A seguir, guinchos agudos e desagradáveis fizeram-se ouvir. Estavam por toda a minha volta, como se dezenas de criaturas estivessem caindo sobre mim. De fato, no instante seguinte, eu os vi, descendo do alto das árvores pelos cipós. Eram bichos com o corpo totalmente coberto de pelos.
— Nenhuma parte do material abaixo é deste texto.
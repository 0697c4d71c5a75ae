//! Effect scheduling.
//!
//! The [`Scheduler`] trait is the seam between the engine and whatever drives
//! time: the real-timer loop in the binary, [`BatchRunner`] for headless runs,
//! or a test calling `tick` by hand.
//!
//! [`EffectScheduler`] dispatches every active effect once per tick, in list
//! order, into one shared [`ChannelFrame`]. Effects later in the list overwrite
//! earlier ones on shared channels; there is no blending. The frame is
//! committed to the sink once, after all effects ran.

use std::collections::HashMap;

use log::{debug, trace};
use rand::rngs::StdRng;
use rand::{Rng, SeedableRng};

use crate::blocks::Block;
use crate::compiler::{CompiledProgram, compile};
use crate::dmx_types::ChannelSink;
use crate::effect::{Effect, EffectKind};
use crate::frame::ChannelFrame;
use crate::interpreter::{RuntimeState, StepContext};
use crate::procedural;

/// Default scheduler period (10 Hz).
pub const DEFAULT_TICK_MS: u64 = 100;

/// What happened during one tick.
#[derive(Clone, Copy, Debug, Default, PartialEq, Eq)]
pub struct TickReport {
    /// Sequence number, starting at 1
    pub tick: u64,
    /// Effects that were stepped or evaluated
    pub dispatched: usize,
    /// Channel writes committed
    pub writes: usize,
}

pub trait Scheduler {
    /// Run one tick at wall-clock time `now_ms` and commit the result to `sink`.
    fn tick<S: ChannelSink>(&mut self, now_ms: f64, effects: &[Effect], sink: &mut S) -> TickReport;
}

/// Compiled program kept with the block list it was compiled from.
struct CachedProgram {
    source: Vec<Block>,
    program: CompiledProgram,
}

pub struct EffectScheduler<R: Rng = StdRng> {
    /// Interpreter state per block-program effect, kept while the effect exists
    runtime: HashMap<u32, RuntimeState>,
    programs: HashMap<u32, CachedProgram>,
    rng: R,
    ticks: u64,
}

impl EffectScheduler<StdRng> {
    /// Scheduler with an OS-seeded generator.
    pub fn new() -> Self {
        Self::with_rng(StdRng::from_os_rng())
    }

    /// Scheduler whose random effects replay identically for the same seed.
    pub fn seeded(seed: u64) -> Self {
        Self::with_rng(StdRng::seed_from_u64(seed))
    }

    pub fn from_seed(seed: Option<u64>) -> Self {
        match seed {
            Some(seed) => Self::seeded(seed),
            None => Self::new(),
        }
    }
}

impl Default for EffectScheduler<StdRng> {
    fn default() -> Self {
        Self::new()
    }
}

impl<R: Rng> EffectScheduler<R> {
    pub fn with_rng(rng: R) -> Self {
        Self {
            runtime: HashMap::new(),
            programs: HashMap::new(),
            rng,
            ticks: 0,
        }
    }

    pub fn runtime_state(&self, effect_id: u32) -> Option<&RuntimeState> {
        self.runtime.get(&effect_id)
    }

    /// Compiled program of a block-program effect, as of the last tick it ran.
    pub fn program(&self, effect_id: u32) -> Option<&CompiledProgram> {
        self.programs.get(&effect_id).map(|cached| &cached.program)
    }

    pub fn ticks(&self) -> u64 {
        self.ticks
    }

    /// Forget everything kept for a deleted effect.
    pub fn remove_effect(&mut self, effect_id: u32) {
        if self.runtime.remove(&effect_id).is_some() {
            debug!("Discarded runtime state of effect {effect_id}");
        }
        self.programs.remove(&effect_id);
    }

    /// Drop state of effects no longer in the list. Inactive effects keep theirs.
    fn prune(&mut self, effects: &[Effect]) {
        let deleted: Vec<u32> = self
            .runtime
            .keys()
            .chain(self.programs.keys())
            .filter(|id| !effects.iter().any(|e| e.id == **id))
            .copied()
            .collect();
        for id in deleted {
            self.remove_effect(id);
        }
    }

    /// Recompile when the effect's block list changed since the last tick.
    fn refresh_program(&mut self, effect: &Effect) {
        let stale = self
            .programs
            .get(&effect.id)
            .is_none_or(|cached| cached.source != effect.blocks);
        if stale {
            let program = compile(&effect.blocks);
            debug!(
                "Compiled effect {} \"{}\": {}",
                effect.id,
                effect.name,
                program.summary()
            );
            self.programs.insert(
                effect.id,
                CachedProgram {
                    source: effect.blocks.clone(),
                    program,
                },
            );
        }
    }

    fn step_program(&mut self, effect: &Effect, now_ms: f64, frame: &mut ChannelFrame<'_>) {
        self.refresh_program(effect);
        let Some(cached) = self.programs.get(&effect.id) else {
            return;
        };
        let state = self.runtime.entry(effect.id).or_insert_with(|| {
            debug!("Created runtime state for effect {}", effect.id);
            RuntimeState::new()
        });
        let mut ctx = StepContext {
            effect,
            now_ms,
            frame,
            rng: &mut self.rng,
        };
        if let Some(index) = state.step(&cached.program, &mut ctx) {
            trace!("Effect {} executed instruction {index}", effect.id);
        }
    }
}

impl<R: Rng> Scheduler for EffectScheduler<R> {
    fn tick<S: ChannelSink>(&mut self, now_ms: f64, effects: &[Effect], sink: &mut S) -> TickReport {
        self.ticks += 1;
        self.prune(effects);

        let mut dispatched = 0;
        let writes = {
            let mut frame = ChannelFrame::new(sink.fixtures());
            for effect in effects.iter().filter(|e| e.is_active) {
                match effect.kind {
                    EffectKind::BlockProgram if effect.blocks.is_empty() => continue,
                    EffectKind::BlockProgram => self.step_program(effect, now_ms, &mut frame),
                    EffectKind::BuiltIn(kind) => {
                        procedural::render(kind, effect, now_ms, &mut frame, &mut self.rng);
                    }
                }
                dispatched += 1;
            }
            frame.finish()
        };

        let report = TickReport {
            tick: self.ticks,
            dispatched,
            writes: writes.len(),
        };
        sink.commit(writes);
        trace!("Tick {report:?}");
        report
    }
}

/// Headless driver: advances a synthetic clock by a fixed interval per tick.
pub struct BatchRunner<S> {
    scheduler: S,
    now_ms: f64,
    interval_ms: f64,
}

impl<S: Scheduler> BatchRunner<S> {
    pub fn new(scheduler: S, start_ms: f64, interval_ms: u64) -> Self {
        Self {
            scheduler,
            now_ms: start_ms,
            interval_ms: interval_ms as f64,
        }
    }

    pub fn now_ms(&self) -> f64 {
        self.now_ms
    }

    pub fn scheduler(&self) -> &S {
        &self.scheduler
    }

    pub fn scheduler_mut(&mut self) -> &mut S {
        &mut self.scheduler
    }

    /// One tick at the current time, then advance the clock.
    pub fn step<C: ChannelSink>(&mut self, effects: &[Effect], sink: &mut C) -> TickReport {
        let report = self.scheduler.tick(self.now_ms, effects, sink);
        self.now_ms += self.interval_ms;
        report
    }

    pub fn run<C: ChannelSink>(&mut self, ticks: u64, effects: &[Effect], sink: &mut C) -> Vec<TickReport> {
        (0..ticks).map(|_| self.step(effects, sink)).collect()
    }
}

#[cfg(test)]
mod tests {
    use super::*;
    use crate::blocks::{BlockKind, SetIntensity};
    use crate::dmx_types::{Fixture, FixtureStore, FixtureTemplateLibrary};
    use crate::effect::BuiltInKind;

    fn store() -> FixtureStore {
        let lib = FixtureTemplateLibrary::new();
        let dimmer = lib.get_template("Generic Dimmer").unwrap();
        FixtureStore::new(vec![
            Fixture::from_template(1, "A", dimmer, 1),
            Fixture::from_template(2, "B", dimmer, 2),
        ])
    }

    fn intensity_program(id: u32, levels: &[f64]) -> Effect {
        let blocks = levels
            .iter()
            .enumerate()
            .map(|(order, level)| {
                Block::new(
                    order as u32,
                    order,
                    BlockKind::SetIntensity(SetIntensity { intensity: *level }),
                )
            })
            .collect();
        Effect::block_program(id, "levels", vec![1], blocks)
    }

    #[test]
    fn inactive_and_empty_effects_are_skipped() {
        let mut sink = store();
        let effects = vec![
            Effect::built_in(1, "off", BuiltInKind::Strobe, vec![1]).with_active(false),
            Effect::block_program(2, "empty", vec![1], Vec::new()),
        ];
        let report = EffectScheduler::seeded(1).tick(0.0, &effects, &mut sink);
        assert_eq!(report.dispatched, 0);
        assert_eq!(report.writes, 0);
        assert_eq!(report.tick, 1);
    }

    #[test]
    fn deleting_an_effect_drops_its_state() {
        let mut sink = store();
        let mut scheduler = EffectScheduler::seeded(1);
        let effects = vec![intensity_program(5, &[10.0, 20.0, 30.0])];
        scheduler.tick(0.0, &effects, &mut sink);
        assert_eq!(scheduler.runtime_state(5).map(|s| s.program_counter), Some(1));
        assert!(scheduler.program(5).is_some());

        scheduler.tick(100.0, &[], &mut sink);
        assert!(scheduler.runtime_state(5).is_none());
        assert!(scheduler.program(5).is_none());
    }

    #[test]
    fn edited_blocks_are_recompiled() {
        let mut sink = store();
        let mut scheduler = EffectScheduler::seeded(1);
        let mut effects = vec![intensity_program(5, &[10.0, 20.0])];
        scheduler.tick(0.0, &effects, &mut sink);
        assert_eq!(scheduler.program(5).map(|p| p.block_count()), Some(2));

        effects[0] = intensity_program(5, &[10.0, 20.0, 30.0, 40.0]);
        scheduler.tick(100.0, &effects, &mut sink);
        assert_eq!(scheduler.program(5).map(|p| p.block_count()), Some(4));
        // the program counter carries on from where it was
        assert_eq!(sink.get(1).and_then(|f| f.value(0)), Some(51));
    }

    #[test]
    fn batch_runner_advances_the_clock() {
        let mut sink = store();
        let effects = vec![Effect::built_in(1, "strobe", BuiltInKind::Strobe, vec![1, 2])];
        let mut runner = BatchRunner::new(EffectScheduler::seeded(1), 0.0, DEFAULT_TICK_MS);
        let reports = runner.run(4, &effects, &mut sink);
        assert_eq!(reports.len(), 4);
        assert_eq!(runner.now_ms(), 400.0);
        assert_eq!(runner.scheduler().ticks(), 4);
        // t = 300: floor(300 / 200) mod 2 = 1 -> dark
        assert_eq!(sink.get(2).and_then(|f| f.value(0)), Some(0));
        assert!(reports.iter().all(|r| r.writes == 2));
    }
}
Tinham dois braços, duas pernas, olhos, nariz e boca – mas nunca vi ser algum com aspecto mais desagradável em toda a minha vida.

Deram de pular de um lado a outro, à minha volta, fazendo caretas medonhas. Um e outro, mais atrevido, saltava e agarrava-se a mim, me empesteando com o cheiro forte de seus pelos. À medida que os afastava, tornavam-se mais agressivos. Logo estavam me puxando, cada um para si, e me agredindo com uma espécie de beliscão, bastante dolorido. Reagi chutando um deles para longe de mim. Tinham a metade da minha altura, mais ou menos. Só que o bando todo enfureceu-se de vez, passando a urrar e a bufar. Compreendi que estava correndo sério risco de ser estraçalhado por aqueles monstrinhos sem inteligência.

Foi então que ouvi um som forte de galope se aproximando. Os bichos peludos, que, como vim a saber, eram chamados de yahoos, recuaram amedrontados e logo se esconderam de volta na mata. Na trilha, em sentido contrário ao que eu seguia, surgiu um belíssimo cavalo – um animal de aparência nobre, fortíssimo, uma montaria de causar inveja a um imperador.

Ele deteve seu trote a poucos metros de mim. Eu estava fascinado com o animal, tentando imaginar a quem poderia pertencer, porque, apesar de não portar arreios, não se tratava de um cavalo bravo, obviamente. O que me deixou intrigado foi o cavalo me examinar com interesse, às vezes fixando seus olhos nos meus, como se tentasse me dizer alguma coisa.

Tentei acariciá-lo, mas em vão. Ele desviou seu majestoso pescoço e não permitiu que eu encostasse a mão nele. E também não me deixou seguir adiante, na trilha. Toda vez que eu tentava caminhar, ele se colocava à minha frente, barrando minha passagem. Ficamos alguns instantes entretidos nesse jogo, quando um outro galope se fez ouvir, dessa vez mais alto do que o anterior.

Eram dois cavalos que vinham se reunir ao primeiro. Ficaram os três, um diante do outro, trocando relinchos de um modo que, para meu espanto, mais parecia uma conversa. E era evidente que estavam discutindo sobre mim. De vez em quando, alongando o pescoço, um deles me designava para os outros, que sacudiam a cabeça, em sinal de assentimento ou de reprovação.

Comecei a reconhecer algumas palavras. Quando falavam de si, frequentemente pronunciavam a expressão houyhnhnm. Quando se referiam a mim, eu os ouvia dizer yahoo. Mais tarde, quando descobri que usavam para mim a mesma palavra que servia para designar os desagradabilíssimos bichos peludos, senti-me muito ofendido. Na verdade, ser confundido com um yahoo foi o que ocasionou minha desventura no reino dos houyhnhnms.

Após muita discussão, os dois cavalos que haviam chegado depois, aparentando estar bastante contrariados, retiraram-se galopando apressadamente. O cavalo que me salvara dos yahoos, então, indicou-me o caminho a seguir, por uma outra trilha, mais à frente.

Percorremos uns três quilômetros, até chegar a uma construção muito extensa, feita com troncos fincados no chão e com teto de palha. Por todo lado, eu via yahoos trabalhando, sob a vigilância de outros cavalos, que não deixavam de me fitar com um brilho de estranheza nos olhos.

O cavalo que me conduzia esperou que eu observasse o ambiente em volta. Parecia admirado de eu estar manifestando capacidade de ver e analisar tudo aquilo.